* _Your objective_
Only one stretch of the data below should be repeated: the lines from the line containing "pub fn new() -> PatchResult<Self>" through the line containing "impl VersionSource for", inclusive, exactly as they are.

* _Exercise materials_
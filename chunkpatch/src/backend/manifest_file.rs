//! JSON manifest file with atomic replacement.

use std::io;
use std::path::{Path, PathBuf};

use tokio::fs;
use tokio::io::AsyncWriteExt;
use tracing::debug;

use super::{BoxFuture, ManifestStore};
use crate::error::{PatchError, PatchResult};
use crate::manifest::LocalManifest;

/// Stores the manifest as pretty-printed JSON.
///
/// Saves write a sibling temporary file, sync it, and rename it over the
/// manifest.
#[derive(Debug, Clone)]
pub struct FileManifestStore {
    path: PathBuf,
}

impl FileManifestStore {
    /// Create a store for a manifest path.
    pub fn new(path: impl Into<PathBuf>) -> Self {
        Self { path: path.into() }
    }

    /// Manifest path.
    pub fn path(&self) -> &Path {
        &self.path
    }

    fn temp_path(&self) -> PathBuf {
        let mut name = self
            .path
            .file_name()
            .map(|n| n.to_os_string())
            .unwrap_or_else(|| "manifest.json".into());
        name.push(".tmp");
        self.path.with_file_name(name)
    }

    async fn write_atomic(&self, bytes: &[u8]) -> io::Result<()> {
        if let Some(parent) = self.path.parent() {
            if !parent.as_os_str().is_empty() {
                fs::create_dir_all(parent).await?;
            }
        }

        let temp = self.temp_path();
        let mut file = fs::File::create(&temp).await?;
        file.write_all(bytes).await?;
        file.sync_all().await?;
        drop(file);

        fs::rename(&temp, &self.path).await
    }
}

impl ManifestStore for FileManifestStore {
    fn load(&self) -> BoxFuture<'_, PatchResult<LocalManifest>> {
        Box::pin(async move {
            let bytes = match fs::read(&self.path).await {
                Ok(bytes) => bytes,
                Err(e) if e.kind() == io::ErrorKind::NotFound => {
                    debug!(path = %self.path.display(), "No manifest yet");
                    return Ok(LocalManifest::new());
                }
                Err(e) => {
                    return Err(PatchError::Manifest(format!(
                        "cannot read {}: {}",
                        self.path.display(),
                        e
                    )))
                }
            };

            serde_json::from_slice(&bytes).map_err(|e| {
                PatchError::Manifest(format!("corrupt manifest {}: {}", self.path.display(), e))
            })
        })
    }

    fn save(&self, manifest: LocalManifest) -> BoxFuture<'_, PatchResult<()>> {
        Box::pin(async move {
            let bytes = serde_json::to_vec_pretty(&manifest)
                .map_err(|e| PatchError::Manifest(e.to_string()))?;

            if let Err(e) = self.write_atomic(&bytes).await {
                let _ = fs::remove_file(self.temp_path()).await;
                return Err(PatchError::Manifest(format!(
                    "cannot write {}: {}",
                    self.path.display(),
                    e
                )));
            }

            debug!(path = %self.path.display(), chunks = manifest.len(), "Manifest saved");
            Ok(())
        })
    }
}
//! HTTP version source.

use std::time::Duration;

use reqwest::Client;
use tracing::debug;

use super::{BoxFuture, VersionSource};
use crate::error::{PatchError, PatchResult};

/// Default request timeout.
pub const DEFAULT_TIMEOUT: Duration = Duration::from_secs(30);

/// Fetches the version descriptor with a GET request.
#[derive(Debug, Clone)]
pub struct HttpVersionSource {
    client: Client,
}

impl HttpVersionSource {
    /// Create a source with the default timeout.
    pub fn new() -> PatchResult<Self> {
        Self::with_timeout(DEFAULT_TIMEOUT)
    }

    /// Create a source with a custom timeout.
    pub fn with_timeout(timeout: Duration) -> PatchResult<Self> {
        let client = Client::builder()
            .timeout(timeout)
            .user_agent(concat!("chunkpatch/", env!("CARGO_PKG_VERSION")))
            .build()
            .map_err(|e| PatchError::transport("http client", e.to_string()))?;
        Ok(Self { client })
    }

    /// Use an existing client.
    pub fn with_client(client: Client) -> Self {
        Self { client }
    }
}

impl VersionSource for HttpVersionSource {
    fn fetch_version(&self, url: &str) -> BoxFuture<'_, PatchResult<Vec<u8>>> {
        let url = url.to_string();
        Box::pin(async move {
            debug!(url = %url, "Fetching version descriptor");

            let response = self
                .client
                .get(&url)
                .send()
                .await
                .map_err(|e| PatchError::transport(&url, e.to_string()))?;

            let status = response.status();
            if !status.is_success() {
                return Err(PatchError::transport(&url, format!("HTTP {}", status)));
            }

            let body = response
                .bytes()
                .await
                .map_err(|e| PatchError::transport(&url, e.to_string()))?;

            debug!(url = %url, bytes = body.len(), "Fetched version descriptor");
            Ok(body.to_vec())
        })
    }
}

---

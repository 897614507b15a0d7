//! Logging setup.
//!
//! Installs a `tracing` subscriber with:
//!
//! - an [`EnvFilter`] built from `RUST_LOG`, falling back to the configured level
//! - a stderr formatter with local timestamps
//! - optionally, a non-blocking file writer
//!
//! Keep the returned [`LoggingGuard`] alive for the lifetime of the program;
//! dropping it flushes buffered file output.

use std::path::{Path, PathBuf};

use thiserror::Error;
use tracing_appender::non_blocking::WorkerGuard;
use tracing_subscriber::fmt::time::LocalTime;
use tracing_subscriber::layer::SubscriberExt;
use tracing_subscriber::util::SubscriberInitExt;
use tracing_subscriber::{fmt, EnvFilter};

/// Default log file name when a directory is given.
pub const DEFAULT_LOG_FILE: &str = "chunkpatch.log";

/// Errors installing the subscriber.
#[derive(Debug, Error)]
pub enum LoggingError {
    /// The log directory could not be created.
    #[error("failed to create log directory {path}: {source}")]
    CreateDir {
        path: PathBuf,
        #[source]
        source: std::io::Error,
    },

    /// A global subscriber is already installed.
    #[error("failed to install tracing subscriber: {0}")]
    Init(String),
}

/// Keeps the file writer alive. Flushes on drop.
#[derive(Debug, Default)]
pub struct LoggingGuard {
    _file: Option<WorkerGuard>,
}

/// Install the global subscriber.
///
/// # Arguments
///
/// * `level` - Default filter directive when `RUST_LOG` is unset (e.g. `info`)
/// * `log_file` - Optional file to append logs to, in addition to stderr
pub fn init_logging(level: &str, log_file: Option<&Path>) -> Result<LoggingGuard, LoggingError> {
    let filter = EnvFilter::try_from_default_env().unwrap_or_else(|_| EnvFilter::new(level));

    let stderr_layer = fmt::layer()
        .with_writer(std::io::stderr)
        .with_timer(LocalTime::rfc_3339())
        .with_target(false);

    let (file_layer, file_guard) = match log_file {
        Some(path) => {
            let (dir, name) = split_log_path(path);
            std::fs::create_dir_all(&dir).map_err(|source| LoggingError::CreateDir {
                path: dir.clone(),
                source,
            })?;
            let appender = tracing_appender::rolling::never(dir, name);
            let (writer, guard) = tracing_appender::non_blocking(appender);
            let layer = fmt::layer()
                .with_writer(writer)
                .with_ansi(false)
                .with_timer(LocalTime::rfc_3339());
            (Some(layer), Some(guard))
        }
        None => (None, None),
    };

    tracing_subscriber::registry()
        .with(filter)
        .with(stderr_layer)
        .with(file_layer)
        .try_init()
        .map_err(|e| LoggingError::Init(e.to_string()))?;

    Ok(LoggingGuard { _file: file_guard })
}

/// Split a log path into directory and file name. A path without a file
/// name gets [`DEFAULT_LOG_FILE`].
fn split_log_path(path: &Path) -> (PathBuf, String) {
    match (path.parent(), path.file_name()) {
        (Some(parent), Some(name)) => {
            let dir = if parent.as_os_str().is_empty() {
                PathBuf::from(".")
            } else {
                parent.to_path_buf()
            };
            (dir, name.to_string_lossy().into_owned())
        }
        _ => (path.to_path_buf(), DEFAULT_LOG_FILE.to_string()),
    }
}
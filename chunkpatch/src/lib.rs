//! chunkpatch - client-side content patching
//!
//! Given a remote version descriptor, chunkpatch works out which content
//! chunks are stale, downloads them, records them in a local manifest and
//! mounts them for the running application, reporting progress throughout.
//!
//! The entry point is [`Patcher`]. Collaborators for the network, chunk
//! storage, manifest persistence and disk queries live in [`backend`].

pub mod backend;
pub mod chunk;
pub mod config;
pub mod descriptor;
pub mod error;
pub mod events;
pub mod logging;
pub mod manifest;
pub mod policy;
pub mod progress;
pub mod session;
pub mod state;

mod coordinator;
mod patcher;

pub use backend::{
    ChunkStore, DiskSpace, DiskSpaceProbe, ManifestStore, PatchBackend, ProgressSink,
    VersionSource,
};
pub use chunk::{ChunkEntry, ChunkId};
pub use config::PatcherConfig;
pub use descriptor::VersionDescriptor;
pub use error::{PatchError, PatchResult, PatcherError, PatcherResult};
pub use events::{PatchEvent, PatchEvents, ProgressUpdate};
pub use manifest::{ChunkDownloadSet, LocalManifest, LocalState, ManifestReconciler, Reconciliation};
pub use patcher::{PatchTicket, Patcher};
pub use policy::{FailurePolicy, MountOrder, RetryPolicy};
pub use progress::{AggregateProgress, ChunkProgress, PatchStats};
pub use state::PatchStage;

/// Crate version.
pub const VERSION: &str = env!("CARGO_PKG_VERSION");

==

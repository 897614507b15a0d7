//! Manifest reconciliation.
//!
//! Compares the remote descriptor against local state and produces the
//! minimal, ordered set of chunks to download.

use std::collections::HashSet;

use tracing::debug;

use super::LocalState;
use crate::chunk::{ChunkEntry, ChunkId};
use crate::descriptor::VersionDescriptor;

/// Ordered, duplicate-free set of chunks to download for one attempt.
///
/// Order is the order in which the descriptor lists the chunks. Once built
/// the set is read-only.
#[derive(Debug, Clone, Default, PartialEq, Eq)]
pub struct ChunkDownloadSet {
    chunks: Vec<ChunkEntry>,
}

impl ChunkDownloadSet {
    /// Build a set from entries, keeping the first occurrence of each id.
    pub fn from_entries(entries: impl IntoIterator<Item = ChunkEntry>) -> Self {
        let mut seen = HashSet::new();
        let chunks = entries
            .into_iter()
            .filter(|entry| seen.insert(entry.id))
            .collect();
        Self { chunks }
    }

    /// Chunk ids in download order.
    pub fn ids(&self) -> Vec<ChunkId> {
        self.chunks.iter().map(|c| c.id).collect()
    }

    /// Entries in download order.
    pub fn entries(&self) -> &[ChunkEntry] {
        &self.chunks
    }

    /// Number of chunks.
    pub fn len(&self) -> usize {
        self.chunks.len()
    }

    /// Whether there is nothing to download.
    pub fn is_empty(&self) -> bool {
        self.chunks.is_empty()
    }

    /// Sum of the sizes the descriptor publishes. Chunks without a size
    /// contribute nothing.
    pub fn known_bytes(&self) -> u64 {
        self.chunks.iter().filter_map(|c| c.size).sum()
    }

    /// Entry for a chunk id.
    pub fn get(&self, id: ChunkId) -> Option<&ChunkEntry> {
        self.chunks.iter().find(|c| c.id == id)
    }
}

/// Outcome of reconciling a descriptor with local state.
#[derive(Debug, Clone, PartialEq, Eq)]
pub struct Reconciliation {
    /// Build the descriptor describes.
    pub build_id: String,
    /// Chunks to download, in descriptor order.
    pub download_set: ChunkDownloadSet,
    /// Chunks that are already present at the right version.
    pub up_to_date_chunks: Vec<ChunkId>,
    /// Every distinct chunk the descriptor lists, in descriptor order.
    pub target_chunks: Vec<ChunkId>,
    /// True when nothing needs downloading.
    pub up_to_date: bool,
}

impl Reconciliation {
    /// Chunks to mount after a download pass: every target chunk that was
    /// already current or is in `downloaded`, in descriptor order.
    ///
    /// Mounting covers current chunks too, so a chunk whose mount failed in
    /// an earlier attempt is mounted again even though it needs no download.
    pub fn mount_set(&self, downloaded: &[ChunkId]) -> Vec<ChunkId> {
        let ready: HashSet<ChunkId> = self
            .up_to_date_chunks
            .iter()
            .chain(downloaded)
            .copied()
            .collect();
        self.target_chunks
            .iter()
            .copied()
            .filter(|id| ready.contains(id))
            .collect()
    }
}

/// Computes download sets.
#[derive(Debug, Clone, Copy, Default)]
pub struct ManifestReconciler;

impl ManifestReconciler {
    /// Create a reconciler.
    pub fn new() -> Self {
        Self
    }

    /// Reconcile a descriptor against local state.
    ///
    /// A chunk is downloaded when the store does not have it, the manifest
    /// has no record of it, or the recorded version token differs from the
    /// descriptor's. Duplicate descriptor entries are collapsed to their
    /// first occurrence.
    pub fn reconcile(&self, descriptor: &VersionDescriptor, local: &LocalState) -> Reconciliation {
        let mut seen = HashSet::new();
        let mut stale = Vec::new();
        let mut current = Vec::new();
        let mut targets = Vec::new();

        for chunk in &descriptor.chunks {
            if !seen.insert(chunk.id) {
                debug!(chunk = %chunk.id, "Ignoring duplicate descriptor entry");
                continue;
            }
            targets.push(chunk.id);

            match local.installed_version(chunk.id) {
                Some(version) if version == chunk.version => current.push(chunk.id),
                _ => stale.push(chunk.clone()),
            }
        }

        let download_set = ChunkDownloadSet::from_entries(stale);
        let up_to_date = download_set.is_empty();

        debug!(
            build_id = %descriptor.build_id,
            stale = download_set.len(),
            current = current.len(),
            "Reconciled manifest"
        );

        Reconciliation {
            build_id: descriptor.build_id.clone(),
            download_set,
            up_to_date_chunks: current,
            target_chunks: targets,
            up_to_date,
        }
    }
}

* _Response to the task_
    pub fn new() -> PatchResult<Self> {
        Self::with_timeout(DEFAULT_TIMEOUT)
    }

    /// Create a source with a custom timeout.
    pub fn with_timeout(timeout: Duration) -> PatchResult<Self> {
        let client = Client::builder()
            .timeout(timeout)
            .user_agent(concat!("chunkpatch/", env!("CARGO_PKG_VERSION")))
            .build()
            .map_err(|e| PatchError::transport("http client", e.to_string()))?;
        Ok(Self { client })
    }

    /// Use an existing client.
    pub fn with_client(client: Client) -> Self {
        Self { client }
    }
}

impl VersionSource for HttpVersionSource {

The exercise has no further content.